Problem description: Print the listing in full, keeping every line exactly as it is.

Data records:
--- --- ---
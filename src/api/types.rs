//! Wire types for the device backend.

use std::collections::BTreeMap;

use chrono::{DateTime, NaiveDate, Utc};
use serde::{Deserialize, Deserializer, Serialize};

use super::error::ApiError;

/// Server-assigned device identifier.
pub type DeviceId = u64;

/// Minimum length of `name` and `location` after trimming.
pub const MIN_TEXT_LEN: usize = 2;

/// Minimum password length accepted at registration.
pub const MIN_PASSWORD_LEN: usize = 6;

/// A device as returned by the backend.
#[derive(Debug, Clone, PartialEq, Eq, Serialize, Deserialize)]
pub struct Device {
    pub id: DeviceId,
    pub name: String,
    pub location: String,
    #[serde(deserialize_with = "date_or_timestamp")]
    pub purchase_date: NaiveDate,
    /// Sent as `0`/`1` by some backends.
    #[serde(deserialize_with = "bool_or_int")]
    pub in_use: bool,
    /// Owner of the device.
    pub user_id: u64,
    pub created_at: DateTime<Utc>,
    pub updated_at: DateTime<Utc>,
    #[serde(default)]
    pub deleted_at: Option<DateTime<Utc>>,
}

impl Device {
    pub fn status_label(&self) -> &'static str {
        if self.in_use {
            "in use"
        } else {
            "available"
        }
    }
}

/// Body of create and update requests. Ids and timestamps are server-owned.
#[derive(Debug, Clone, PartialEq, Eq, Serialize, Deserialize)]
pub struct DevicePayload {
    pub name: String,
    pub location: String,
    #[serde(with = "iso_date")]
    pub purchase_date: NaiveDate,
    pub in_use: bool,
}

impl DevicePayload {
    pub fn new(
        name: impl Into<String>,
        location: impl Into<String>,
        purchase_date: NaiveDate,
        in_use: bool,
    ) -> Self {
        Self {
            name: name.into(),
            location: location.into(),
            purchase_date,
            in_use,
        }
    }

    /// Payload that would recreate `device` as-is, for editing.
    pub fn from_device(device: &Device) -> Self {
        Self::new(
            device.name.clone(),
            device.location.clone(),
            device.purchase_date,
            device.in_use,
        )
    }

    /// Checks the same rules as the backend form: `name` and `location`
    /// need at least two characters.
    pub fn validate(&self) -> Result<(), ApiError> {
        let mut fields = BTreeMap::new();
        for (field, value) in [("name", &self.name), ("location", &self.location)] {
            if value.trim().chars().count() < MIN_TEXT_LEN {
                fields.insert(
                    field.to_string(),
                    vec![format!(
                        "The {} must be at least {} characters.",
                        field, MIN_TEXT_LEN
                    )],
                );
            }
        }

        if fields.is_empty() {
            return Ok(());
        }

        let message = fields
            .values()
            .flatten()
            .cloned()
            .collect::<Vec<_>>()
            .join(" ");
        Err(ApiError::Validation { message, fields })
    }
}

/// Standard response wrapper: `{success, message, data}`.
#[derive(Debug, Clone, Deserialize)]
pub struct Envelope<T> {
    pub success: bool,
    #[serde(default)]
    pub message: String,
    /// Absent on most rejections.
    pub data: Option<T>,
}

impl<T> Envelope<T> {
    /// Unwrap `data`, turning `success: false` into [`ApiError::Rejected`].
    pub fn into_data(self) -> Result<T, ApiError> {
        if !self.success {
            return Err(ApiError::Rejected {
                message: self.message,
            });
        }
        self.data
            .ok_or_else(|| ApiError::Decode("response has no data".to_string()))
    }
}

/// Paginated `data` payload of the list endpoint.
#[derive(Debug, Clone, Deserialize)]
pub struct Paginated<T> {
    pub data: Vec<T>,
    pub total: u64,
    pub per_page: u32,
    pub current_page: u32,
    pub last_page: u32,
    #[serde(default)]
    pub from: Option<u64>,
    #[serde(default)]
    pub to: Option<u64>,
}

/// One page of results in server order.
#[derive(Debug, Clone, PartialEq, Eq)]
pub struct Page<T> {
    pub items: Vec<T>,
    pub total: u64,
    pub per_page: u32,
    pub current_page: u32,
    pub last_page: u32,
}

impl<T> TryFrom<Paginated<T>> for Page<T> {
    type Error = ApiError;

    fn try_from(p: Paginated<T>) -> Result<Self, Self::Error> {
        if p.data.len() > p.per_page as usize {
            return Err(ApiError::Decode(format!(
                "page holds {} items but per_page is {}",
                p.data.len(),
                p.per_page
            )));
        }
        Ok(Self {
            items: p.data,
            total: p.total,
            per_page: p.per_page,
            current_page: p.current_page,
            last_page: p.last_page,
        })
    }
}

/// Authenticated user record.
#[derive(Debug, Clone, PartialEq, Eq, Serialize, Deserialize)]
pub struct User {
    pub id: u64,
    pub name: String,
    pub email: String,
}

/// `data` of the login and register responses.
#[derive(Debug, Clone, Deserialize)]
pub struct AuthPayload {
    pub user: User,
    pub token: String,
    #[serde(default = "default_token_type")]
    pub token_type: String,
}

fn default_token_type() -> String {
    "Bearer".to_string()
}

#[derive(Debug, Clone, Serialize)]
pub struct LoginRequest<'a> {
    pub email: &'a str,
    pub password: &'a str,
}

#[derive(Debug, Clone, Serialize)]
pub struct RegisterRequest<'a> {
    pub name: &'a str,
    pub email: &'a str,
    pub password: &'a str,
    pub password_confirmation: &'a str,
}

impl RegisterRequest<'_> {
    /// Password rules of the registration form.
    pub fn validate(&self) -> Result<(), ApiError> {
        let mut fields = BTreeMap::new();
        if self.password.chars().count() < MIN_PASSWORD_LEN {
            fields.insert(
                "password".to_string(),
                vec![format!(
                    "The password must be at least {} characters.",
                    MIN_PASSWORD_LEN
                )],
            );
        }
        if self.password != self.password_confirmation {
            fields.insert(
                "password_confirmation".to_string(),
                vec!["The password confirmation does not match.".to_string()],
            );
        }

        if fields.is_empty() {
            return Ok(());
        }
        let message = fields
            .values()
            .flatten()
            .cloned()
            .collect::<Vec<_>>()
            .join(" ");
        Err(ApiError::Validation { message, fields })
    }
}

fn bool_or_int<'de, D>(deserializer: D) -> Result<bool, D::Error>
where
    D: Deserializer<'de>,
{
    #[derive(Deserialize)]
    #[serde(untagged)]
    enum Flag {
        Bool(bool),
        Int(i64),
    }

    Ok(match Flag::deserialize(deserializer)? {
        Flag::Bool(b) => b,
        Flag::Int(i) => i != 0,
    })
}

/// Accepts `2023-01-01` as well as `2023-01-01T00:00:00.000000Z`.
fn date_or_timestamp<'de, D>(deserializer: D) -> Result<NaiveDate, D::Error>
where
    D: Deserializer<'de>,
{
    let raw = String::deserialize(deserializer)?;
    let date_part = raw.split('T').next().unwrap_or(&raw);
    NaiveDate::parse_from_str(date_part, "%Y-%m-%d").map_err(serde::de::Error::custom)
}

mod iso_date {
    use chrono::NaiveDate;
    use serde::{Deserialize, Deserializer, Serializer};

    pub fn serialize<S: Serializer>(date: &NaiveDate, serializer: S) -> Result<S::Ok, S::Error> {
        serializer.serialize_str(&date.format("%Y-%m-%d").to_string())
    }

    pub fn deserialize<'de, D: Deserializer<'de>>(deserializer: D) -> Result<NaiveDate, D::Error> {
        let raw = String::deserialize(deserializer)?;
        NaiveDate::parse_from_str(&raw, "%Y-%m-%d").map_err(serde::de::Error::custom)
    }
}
--- --- ---
Written answer:
filename src/api/types.rs
//! Wire types for the device backend.

use std::collections::BTreeMap;

use chrono::{DateTime, NaiveDate, Utc};
use serde::{Deserialize, Deserializer, Serialize};

use super::error::ApiError;

/// Server-assigned device identifier.
pub type DeviceId = u64;

/// Minimum length of `name` and `location` after trimming.
pub const MIN_TEXT_LEN: usize = 2;

/// Minimum password length accepted at registration.
pub const MIN_PASSWORD_LEN: usize = 6;

/// A device as returned by the backend.
#[derive(Debug, Clone, PartialEq, Eq, Serialize, Deserialize)]
pub struct Device {
    pub id: DeviceId,
    pub name: String,
    pub location: String,
    #[serde(deserialize_with = "date_or_timestamp")]
    pub purchase_date: NaiveDate,
    /// Sent as `0`/`1` by some backends.
    #[serde(deserialize_with = "bool_or_int")]
    pub in_use: bool,
    /// Owner of the device.
    pub user_id: u64,
    pub created_at: DateTime<Utc>,
    pub updated_at: DateTime<Utc>,
    #[serde(default)]
    pub deleted_at: Option<DateTime<Utc>>,
}

impl Device {
    pub fn status_label(&self) -> &'static str {
        if self.in_use {
            "in use"
        } else {
            "available"
        }
    }
}

/// Body of create and update requests. Ids and timestamps are server-owned.
#[derive(Debug, Clone, PartialEq, Eq, Serialize, Deserialize)]
pub struct DevicePayload {
    pub name: String,
    pub location: String,
    #[serde(with = "iso_date")]
    pub purchase_date: NaiveDate,
    pub in_use: bool,
}

impl DevicePayload {
    pub fn new(
        name: impl Into<String>,
        location: impl Into<String>,
        purchase_date: NaiveDate,
        in_use: bool,
    ) -> Self {
        Self {
            name: name.into(),
            location: location.into(),
            purchase_date,
            in_use,
        }
    }

    /// Payload that would recreate `device` as-is, for editing.
    pub fn from_device(device: &Device) -> Self {
        Self::new(
            device.name.clone(),
            device.location.clone(),
            device.purchase_date,
            device.in_use,
        )
    }

    /// Checks the same rules as the backend form: `name` and `location`
    /// need at least two characters.
    pub fn validate(&self) -> Result<(), ApiError> {
        let mut fields = BTreeMap::new();
        for (field, value) in [("name", &self.name), ("location", &self.location)] {
            if value.trim().chars().count() < MIN_TEXT_LEN {
                fields.insert(
                    field.to_string(),
                    vec![format!(
                        "The {} must be at least {} characters.",
                        field, MIN_TEXT_LEN
                    )],
                );
            }
        }

        if fields.is_empty() {
            return Ok(());
        }

        let message = fields
            .values()
            .flatten()
            .cloned()
            .collect::<Vec<_>>()
            .join(" ");
        Err(ApiError::Validation { message, fields })
    }
}

/// Standard response wrapper: `{success, message, data}`.
#[derive(Debug, Clone, Deserialize)]
pub struct Envelope<T> {
    pub success: bool,
    #[serde(default)]
    pub message: String,
    /// Absent on most rejections.
    pub data: Option<T>,
}

impl<T> Envelope<T> {
    /// Unwrap `data`, turning `success: false` into [`ApiError::Rejected`].
    pub fn into_data(self) -> Result<T, ApiError> {
        if !self.success {
            return Err(ApiError::Rejected {
                message: self.message,
            });
        }
        self.data
            .ok_or_else(|| ApiError::Decode("response has no data".to_string()))
    }
}

/// Paginated `data` payload of the list endpoint.
#[derive(Debug, Clone, Deserialize)]
pub struct Paginated<T> {
    pub data: Vec<T>,
    pub total: u64,
    pub per_page: u32,
    pub current_page: u32,
    pub last_page: u32,
    #[serde(default)]
    pub from: Option<u64>,
    #[serde(default)]
    pub to: Option<u64>,
}

/// One page of results in server order.
#[derive(Debug, Clone, PartialEq, Eq)]
pub struct Page<T> {
    pub items: Vec<T>,
    pub total: u64,
    pub per_page: u32,
    pub current_page: u32,
    pub last_page: u32,
}

impl<T> TryFrom<Paginated<T>> for Page<T> {
    type Error = ApiError;

    fn try_from(p: Paginated<T>) -> Result<Self, Self::Error> {
        if p.data.len() > p.per_page as usize {
            return Err(ApiError::Decode(format!(
                "page holds {} items but per_page is {}",
                p.data.len(),
                p.per_page
            )));
        }
        Ok(Self {
            items: p.data,
            total: p.total,
            per_page: p.per_page,
            current_page: p.current_page,
            last_page: p.last_page,
        })
    }
}

/// Authenticated user record.
#[derive(Debug, Clone, PartialEq, Eq, Serialize, Deserialize)]
pub struct User {
    pub id: u64,
    pub name: String,
    pub email: String,
}

/// `data` of the login and register responses.
#[derive(Debug, Clone, Deserialize)]
pub struct AuthPayload {
    pub user: User,
    pub token: String,
    #[serde(default = "default_token_type")]
    pub token_type: String,
}

fn default_token_type() -> String {
    "Bearer".to_string()
}

#[derive(Debug, Clone, Serialize)]
pub struct LoginRequest<'a> {
    pub email: &'a str,
    pub password: &'a str,
}

#[derive(Debug, Clone, Serialize)]
pub struct RegisterRequest<'a> {
    pub name: &'a str,
    pub email: &'a str,
    pub password: &'a str,
    pub password_confirmation: &'a str,
}

impl RegisterRequest<'_> {
    /// Password rules of the registration form.
    pub fn validate(&self) -> Result<(), ApiError> {
        let mut fields = BTreeMap::new();
        if self.password.chars().count() < MIN_PASSWORD_LEN {
            fields.insert(
                "password".to_string(),
                vec![format!(
                    "The password must be at least {} characters.",
                    MIN_PASSWORD_LEN
                )],
            );
        }
        if self.password != self.password_confirmation {
            fields.insert(
                "password_confirmation".to_string(),
                vec!["The password confirmation does not match.".to_string()],
            );
        }

        if fields.is_empty() {
            return Ok(());
        }
        let message = fields
            .values()
            .flatten()
            .cloned()
            .collect::<Vec<_>>()
            .join(" ");
        Err(ApiError::Validation { message, fields })
    }
}

fn bool_or_int<'de, D>(deserializer: D) -> Result<bool, D::Error>
where
    D: Deserializer<'de>,
{
    #[derive(Deserialize)]
    #[serde(untagged)]
    enum Flag {
        Bool(bool),
        Int(i64),
    }

    Ok(match Flag::deserialize(deserializer)? {
        Flag::Bool(b) => b,
        Flag::Int(i) => i != 0,
    })
}

/// Accepts `2023-01-01` as well as `2023-01-01T00:00:00.000000Z`.
fn date_or_timestamp<'de, D>(deserializer: D) -> Result<NaiveDate, D::Error>
where
    D: Deserializer<'de>,
{
    let raw = String::deserialize(deserializer)?;
    let date_part = raw.split('T').next().unwrap_or(&raw);
    NaiveDate::parse_from_str(date_part, "%Y-%m-%d").map_err(serde::de::Error::custom)
}

mod iso_date {
    use chrono::NaiveDate;
    use serde::{Deserialize, Deserializer, Serializer};

    pub fn serialize<S: Serializer>(date: &NaiveDate, serializer: S) -> Result<S::Ok, S::Error> {
        serializer.serialize_str(&date.format("%Y-%m-%d").to_string())
    }

    pub fn deserialize<'de, D: Deserializer<'de>>(deserializer: D) -> Result<NaiveDate, D::Error> {
        let raw = String::deserialize(deserializer)?;
        NaiveDate::parse_from_str(&raw, "%Y-%m-%d").map_err(serde::de::Error::custom)
    }
}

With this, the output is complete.